FWO Surprise Audits On Melbourne Hospitality Businesses

Published August 02, 2019 (last updated July 29, 2020) -

Since the George Calombaris $7.8 million underpayment scandal news broke, hospitality employers around Australia have been put on notice to be vigilant around how they pay their staff.

The Fair Work Ombudsman (FWO) inspectors conducted surprise audits on several bars in Melbourne’s popular Chapel Street district this week to check the businesses were complying with Australia’s workplace laws.

The bars included: Electric, Holy Grail, Wonderland, Lucky Liquor, La La Land (Windsor), Jane Do Bar.

The FWO undertook the audits in response to allegations that workers at the venues are being underpaid hourly wages, denied workplace entitlements such as overtime and penalty rates, and being paid cash-in-hand off the books. The allegations came from approximately 20 enquiries, six anonymous reports and other complaints made about the La La Bar Group.

As part of the audits, Fair Work Inspectors interviewed staff and management of the bars, and reviewed documents including staff pay slips, rosters and employment records.

FWO Sandra Parker said the audits would help determine if there are workplace issues within the La La Bar Group that need addressing.

“The intelligence we have received about potentially unlawful treatment of staff at the La La Bar Group is concerning which is why we have taken this action,” Ms Parker said.

Senior Employment Relations Adviser at Employsure, Michael Wilkinson, said the heat was on the hospitality sector to ensure they are paying their staff correctly.

“While systematic underpayment is a serious matter, it’s honest errors and a lack of understanding of entitlements that puts smaller hospitality businesses at risk,” Wilkinson said. “Yet ignorance is not an excuse in the eyes of the FWO, which will pursue cases of underpayment in an attempt to reclaim any unpaid wages.

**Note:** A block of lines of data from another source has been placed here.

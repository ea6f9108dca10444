use std::{str::FromStr, time::Duration};

use crate::services::response::ServiceError;

#[derive(Clone, Copy, Debug, PartialEq, Eq)]
pub enum StorageBackend {
	Postgres,
	/// Process-local tables, lost on restart.
	Memory,
}

impl FromStr for StorageBackend {
	type Err = ServiceError;
	fn from_str(s: &str) -> Result<Self, Self::Err> {
		match s.trim().to_ascii_lowercase().as_str() {
			"postgres" => Ok(StorageBackend::Postgres),
			"memory" => Ok(StorageBackend::Memory),
			other => Err(ServiceError::ConfigError(format!("STORAGE_BACKEND must be `postgres` or `memory`, got `{other}`"))),
		}
	}
}

#[derive(Clone, Debug)]
pub struct Config {
	/// Which errors we want to log
	pub log_level: String,

	/// Port server is listening to
	pub server_ip_port: String,
	pub storage_backend: StorageBackend,
	/// Required for the postgres backend only.
	pub database_url: Option<String>,
	pub database_max_connections: u32,
	/// Comma separated.
	pub allow_origins: String,

	pub blob_root: String,
	/// Prefix of the URLs stored images are served under.
	pub public_image_base: String,

	pub character_source_url: String,
	pub external_fetch_timeout: Duration,
	pub request_timeout: Duration,

	pub reconciler_interval: Duration,
	pub reconciler_archive_expired: bool,
}

fn var_or(
	key: &str,
	default: &str,
) -> String {
	std::env::var(key).unwrap_or_else(|_| default.to_string())
}

fn parse_var<T: FromStr>(
	key: &str,
	default: T,
) -> Result<T, ServiceError>
where
	T::Err: std::fmt::Display,
{
	match std::env::var(key) {
		Ok(raw) => raw.trim().parse().map_err(|err| ServiceError::ConfigError(format!("{key}: {err}"))),
		Err(_) => Ok(default),
	}
}

impl Config {
	pub fn new() -> Result<Config, ServiceError> {
		dotenv::dotenv().ok();
		let storage_backend = parse_var("STORAGE_BACKEND", StorageBackend::Postgres)?;
		let database_url = std::env::var("DATABASE_URL").ok().filter(|url| !url.is_empty());
		if storage_backend == StorageBackend::Postgres && database_url.is_none() {
			return Err(ServiceError::ConfigError("DATABASE_URL must be set for the postgres backend".into()));
		}

		let reconciler_interval = parse_var("RECONCILER_INTERVAL_SECS", 60u64)?;
		if reconciler_interval == 0 {
			return Err(ServiceError::ConfigError("RECONCILER_INTERVAL_SECS must be positive".into()));
		}

		Ok(Config {
			log_level: var_or("LOG_LEVEL", "warn"),
			server_ip_port: var_or("SERVER_IP_PORT", "0.0.0.0:80"),
			storage_backend,
			database_url,
			database_max_connections: parse_var("DATABASE_MAX_CONNECTIONS", 30)?,
			allow_origins: var_or("ALLOW_ORIGINS", "http://localhost:3000,http://localhost:3001"),
			blob_root: var_or("BLOB_ROOT", "./data/blobs"),
			public_image_base: var_or("PUBLIC_IMAGE_BASE", "/images"),
			character_source_url: var_or("CHARACTER_SOURCE_URL", "https://rickandmortyapi.com/api/character"),
			external_fetch_timeout: Duration::from_secs(parse_var("EXTERNAL_FETCH_TIMEOUT_SECS", 10)?),
			request_timeout: Duration::from_secs(parse_var("REQUEST_TIMEOUT_SECS", 30)?),
			reconciler_interval: Duration::from_secs(reconciler_interval),
			reconciler_archive_expired: parse_var("RECONCILER_ARCHIVE_EXPIRED", false)?,
		})
	}
}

“It’s no secret that we have one of the most complex workplace relations systems in the world, and hospitality employers are especially prone to making wage errors,” he said. “Between casuals, part-time and full-time workers, along with rising minimum wages, various penalty rates and Award entitlements, it’s a merry-go-round and they can find it hard to navigate.”

He noted that 30 per cent of calls from clients in the hospitality sector relate to basic employee entitlements, adding that it is clearly an area where they struggle. He also noted that FWO will be targeting fast-food, restaurants and cafes as part of its compliance and enforcement action over the coming 12 months, which he says is a cautionary tale for all employers in the sector.

Ms Parker confirmed the hospitality sector was in the FWO sights:

“Targeting underpayments in the hospitality sector is a priority for the FWO. We regularly conduct surprise audits as part of our investigations to help us get to the bottom of serious allegations.”

“We will carefully review the evidence we have gathered, including during last night’s audits, to determine if there are any breaches of Australia’s workplace laws.”

“If we do uncover breaches, we will work to recover any entitlements owed to staff and also consider what enforcement action is necessary,” Ms Parker said.

The broader hospitality industry, including restaurants, fast food outlets and cafes, was again over-represented in contacts to the FWO last financial year, with 18 per cent of workplace disputes recorded, a third of court actions and almost 40 per cent of all anonymous reports, despite representing just seven per cent of the workforce. More than $4 million was recovered by the FWO for workers from fast food, restaurant and café businesses.

From his experience working with small and medium sized businesses at Employsure, Mr Wilkinson says, the hospitality industry is facing some of its toughest times.

“In the past decade, wages are up by 36 per cent. Rent, historically increases 3-5 per cent yearly, but now rent in popular districts are up by an average of 35-60 per cent per year. Food and beverage costs continue to rise. Competition is fierce with the app-based food delivery entrants, with the added costs of commissions taken from revenue before any other wages and costs are paid. On top of this, all the other costs of doing business, like insurance, advertising, internet and technology solutions also go up each year.

“Yet, in the same period, CPI is up only 21 per cent and the price of a cup of coffee has barely risen.

“A decade ago, restaurants enjoyed an average of 15 per cent profit margins. Now they are lucky to make between 2-5 per cent, with many just breaking even or worse, forced to close.

“It’s a tough time for the hospitality and food sector around the country,” he said.